More like certain people are upset that Nintendo is kicking both the PS3's and the 360's asses even with "casual gaming", and are trying to dismiss it as "terrible".


----------



## Kurtsa (Jul 25, 2008)

TyVulpine said:


> More like certain people are upset that Nintendo is kicking both the PS3's and the 360's asses even with "casual gaming", and are trying to dismiss it as "terrible".



HAHAHAHA sure, lol, we'll go with that....


----------



## NerdyMunk (Jul 25, 2008)

PixelJunk.


----------



## Ty Vulpine (Jul 25, 2008)

Kurtsa said:


> HAHAHAHA sure, lol, we'll go with that....



It's true. People are bitching that "casual gaming is ruining video games", yet Nintendo is winning with it.


----------



## KazukiFerret (Jul 25, 2008)

Personally I'm most looking forward to Mercenaries, but then again I do have a fetish for making things and people blow up. But I'm also excited for RE5.

However since I assum every game is going to be shit until I'm proven otherwise, I don't really have an opinion.

But I do hate the Wii because that thing has some annoying ass controls with the Wii-mote. That and, well as I've said I'm more of a 'let's slaughter a village and burn it to the ground while pissing on the corpses of our unworthy foes' kind of gamer most of the Wii's line up doesn't appeal to me but somepeople perfer happier kinds of games or gimicky sports games that have you jerking yourself around like a circus seal that's being tazered. Whatever, but Animal Crossing was like heroin on the Gamecube so I'm sure the next installment is going to be just as fun.


----------



## Loke (Jul 25, 2008)

TheGreatCrusader said:


> And Diablo III. I've been waiting for that game since I played Diablo II all the way back in 2001.
> 
> Personally, all of the games that you listed are going to be hits. But, I think Little Big Planet will be the biggest hit because of the level of detail and the fact that you can make your own props and levels. The possibilities are endless with that game.


I never played Diablo at all...or even Warcraft (other than WoW).  But I remember in 2001 when there were all sorts of rumors of SC2 coming out soon...and it didnt even get announced for another 6 years 
Ah well.  Hopefully both games will be out before long ^^


----------



## LordWibble (Jul 26, 2008)

TyVulpine said:


> It's true. People are bitching that "casual gaming is ruining video games", yet Nintendo is winning with it.
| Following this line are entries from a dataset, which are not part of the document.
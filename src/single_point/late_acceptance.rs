//! Late Acceptance hill climbing.

use super::{prepare_slots, settle, MoveStats};
use crate::error::{ConfigError, ConfigResult};
use crate::heuristics::{Heuristic, RandomBitFlip};
use crate::problem::{Problem, BACKUP, CURRENT};
use crate::search::SearchMethod;
use rand::RngCore;
use std::collections::VecDeque;
use tracing::{debug, trace};

/// Late Acceptance with a FIFO history of length `L`.
///
/// The history is seeded with `L` copies of the initial objective value.
/// Each tick pops the oldest value, flips one random bit of `CURRENT`, and
/// accepts iff the new value is no worse than the popped one. The accepted
/// value (or, on rejection, the popped value) is pushed back, so the history
/// always holds exactly `L` entries. A tick without a prior `initialize`
/// seeds the history from the current value first.
pub struct LateAcceptance {
    length: usize,
    history: VecDeque<f64>,
    stats: MoveStats,
}

impl LateAcceptance {
    pub fn new(length: usize) -> ConfigResult<Self> {
        if length == 0 {
            return Err(ConfigError::InvalidHistoryLength);
        }
        Ok(Self {
            length,
            history: VecDeque::with_capacity(length),
            stats: MoveStats::default(),
        })
    }

    /// Configured history length `L`.
    pub fn length(&self) -> usize {
        self.length
    }

    /// Accepted values, oldest first.
    pub fn history(&self) -> &VecDeque<f64> {
        &self.history
    }

    /// Tick and acceptance counters.
    pub fn stats(&self) -> MoveStats {
        self.stats
    }

    fn seed_history(&mut self, initial: f64) {
        self.history.clear();
        self.history.extend(std::iter::repeat(initial).take(self.length));
        debug!(length = self.length, initial, "late acceptance history seeded");
    }
}

impl SearchMethod for LateAcceptance {
    fn name(&self) -> &str {
        "Late Acceptance"
    }

    fn initialize(&mut self, problem: &mut dyn Problem, _rng: &mut dyn RngCore) -> ConfigResult<()> {
        prepare_slots(problem)?;
        self.seed_history(problem.objective_value(CURRENT));
        Ok(())
    }

    fn run_main_loop(&mut self, problem: &mut dyn Problem, rng: &mut dyn RngCore) {
        if self.history.is_empty() {
            problem.copy_solution(CURRENT, BACKUP);
            self.seed_history(problem.objective_value(CURRENT));
        }
        let compared = self.history.pop_front().unwrap_or(f64::INFINITY);

        RandomBitFlip.apply(problem, CURRENT, rng);
        let candidate = problem.objective_value(CURRENT);

        let accept = candidate <= compared;
        self.history
            .push_back(if accept { candidate } else { compared });
        settle(problem, accept, &mut self.stats);
        trace!(compared, candidate, accept, "late acceptance tick");
    }

    fn incumbent_value(&self, problem: &dyn Problem) -> f64 {
        problem.objective_value(CURRENT)
    }
}
//! Error types.
//!
//! Two families exist: [`ConfigError`] for misconfigured operators and
//! compositions (surfaced at construction or at
//! [`SearchMethod::initialize`](crate::search::SearchMethod::initialize)),
//! and [`SatError`] for malformed DIMACS input. Accept/reject decisions are
//! plain booleans and never travel through these types.

use thiserror::Error;

/// Misconfiguration of an operator, a search method or a composition.
#[derive(Debug, Error, Clone, PartialEq)]
pub enum ConfigError {
    /// A composition was built without one of its required operators.
    #[error("missing required operator: {0}")]
    MissingOperator(&'static str),

    /// Population size must be a positive even number (offspring come in pairs).
    #[error("population size must be positive and even, got {0}")]
    InvalidPopulationSize(usize),

    /// Tournament needs at least one contestant.
    #[error("tournament size must be at least 1, got {0}")]
    InvalidTournamentSize(usize),

    /// A k-bit block needs at least one bit.
    #[error("k-bit block size must be at least 1")]
    ZeroBlockSize,

    /// A k-bit block cannot exceed the solution length.
    #[error("k-bit block size {k} is invalid for {variables} variables")]
    InvalidBlockSize { k: usize, variables: usize },

    /// The problem store is too small for the index layout of a search method.
    #[error("memory holds {available} solutions but {required} are required")]
    InsufficientMemory { required: usize, available: usize },

    /// `options_per_meme` does not cover every meme slot of the problem.
    #[error("options per meme has {configured} entries but the problem has {memes} memes")]
    MemeCountMismatch { configured: usize, memes: usize },

    /// A meme slot has no options to choose from.
    #[error("meme slot {0} must allow at least one option")]
    EmptyMemeOptions(usize),

    /// A meme role points at a slot the problem does not have.
    #[error("meme role `{role}` uses slot {slot}, but only {memes} memes exist")]
    MemeSlotOutOfRange {
        role: &'static str,
        slot: usize,
        memes: usize,
    },

    /// Local-search meme options and the operator table disagree in size.
    #[error("local-search meme allows {options} options but {operators} operators are configured")]
    LocalSearchTableMismatch { options: usize, operators: usize },

    /// Probability-valued parameter outside `[0, 1]`.
    #[error("{name} must be in [0, 1], got {value}")]
    InvalidProbability { name: &'static str, value: f64 },

    /// Temperature or cooling parameter out of range.
    #[error("invalid cooling schedule: {0}")]
    InvalidCooling(String),

    /// Late acceptance needs a history of at least one value.
    #[error("late acceptance length must be at least 1")]
    InvalidHistoryLength,

    /// A search method needs at least one decision variable.
    #[error("problem has no decision variables")]
    NoVariables,
}

/// Failure while reading a CNF formula.
#[derive(Debug, Error, Clone, PartialEq, Eq)]
pub enum SatError {
    /// Missing or malformed `p cnf <vars> <clauses>` line.
    #[error("line {line}: invalid problem header")]
    InvalidHeader { line: usize },

    /// Clause data appeared before the header.
    #[error("line {line}: clause data before problem header")]
    MissingHeader { line: usize },

    /// A token could not be parsed as a literal.
    #[error("line {line}: invalid literal `{token}`")]
    InvalidLiteral { line: usize, token: String },

    /// A literal references a variable beyond the declared count.
    #[error("line {line}: variable {variable} exceeds declared count {declared}")]
    VariableOutOfRange {
        line: usize,
        variable: usize,
        declared: usize,
    },

    /// The number of parsed clauses differs from the header.
    #[error("expected {expected} clauses, found {found}")]
    ClauseCountMismatch { expected: usize, found: usize },
}

/// Result alias for configuration checks.
pub type ConfigResult<T> = Result<T, ConfigError>;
Yes, that's exactly why. The more successful casual games are, the more developers are going to emulate it. It's not going to 'kill' the game industry though, as long as we have devs like Blizzard and Bioware.


----------



## TheGreatCrusader (Jul 26, 2008)

Loke said:


> I never played Diablo at all...or even Warcraft (other than WoW).  But I remember in 2001 when there were all sorts of rumors of SC2 coming out soon...and it didnt even get announced for another 6 years
> Ah well.  Hopefully both games will be out before long ^^


If you liked Starcraft than you should DEFINITELY play the Warcraft games (Warcraft III is a brilliant game) and the Diablo games.


----------



## Kurtsa (Jul 28, 2008)

TheGreatCrusader said:


> If you liked Starcraft than you should DEFINITELY play the Warcraft games (Warcraft III is a brilliant game) and the Diablo games.



warcraft 3 is definetly outstanding!


----------



## Ibun (Jul 28, 2008)

Seriously though. Diablo III is going to make me quit WoW for months. D:


----------



## Ashkihyena (Jul 28, 2008)

This poll fails for not including Ghostbusters, but if I had to choose, Spore, definitly Spore.


----------



## Mikael Grizzly (Jul 28, 2008)

Rayne said:


> I see a devastatingly sad lack of STALKER: Clear Sky and Left4Dead.



Aren't those two awesome by definition?


----------



## C. Lupus (Sep 20, 2008)

_Mirror's Edge. Just look at it!!
_


----------



## NerdyMunk (Sep 20, 2008)

C. Lupus said:


> _Mirror's Edge. Just look at it!!
> _



No, it will probably be a small game, as opposed to big hyped.


----------



## TheGreatCrusader (Sep 20, 2008)

C. Lupus said:


> _Mirror's Edge. Just look at it!!
> _


It is original. THAT IS IT. No multiplayer, it looks as if it will be a VERY short game and it appears as if it will cause motion sickness.

It is over-hyped and it will disappoint everyone.


----------



## Ty Vulpine (Sep 20, 2008)

*Facepalms at necro'd thread*


----------



## Armaetus (Sep 20, 2008)

Fuck Spore.

Fuck the user who necro'd a two month old thread.


----------



## Lukar (Sep 20, 2008)

NONE OF THE GAMES ON THAT LIST. x.x'

I think that Guitar Hero World Tour's gonna be awesome. ^^


----------



## runner (Sep 20, 2008)

I'd say endwar, but it looks like one of the games that you love to play, but when you hit the end its like " do i really want to play this again" so im going with Halo wars


----------



## nek0chan (Sep 21, 2008)

i think fable is going to be crazy.
atleast if you like the first one.

BALVERINES!!!!


----------



## Ashkihyena (Sep 21, 2008)

mrchris said:


> Fuck Spore.
> 
> Fuck the user who necro'd a two month old thread.



Fuck you, and fuck Activision.


----------



## Owwin (Sep 21, 2008)

Monster Hunter tri~ is gonna be awesome. I just wish Capcom would hurry up and release some information on it. No they want to release info on Street Fighter 4. I love Street Fighter, but when it comes between me and my Monster Hunter I get a little unhappy. I will lick Akuma's eyeball out.


----------



## TwilightV (Sep 22, 2008)

None of the above (even though Spore seems interesting).

Samba De Amigo
Wii Music
Animal Crossing: City Folk

These are made of serious WIN!!!


----------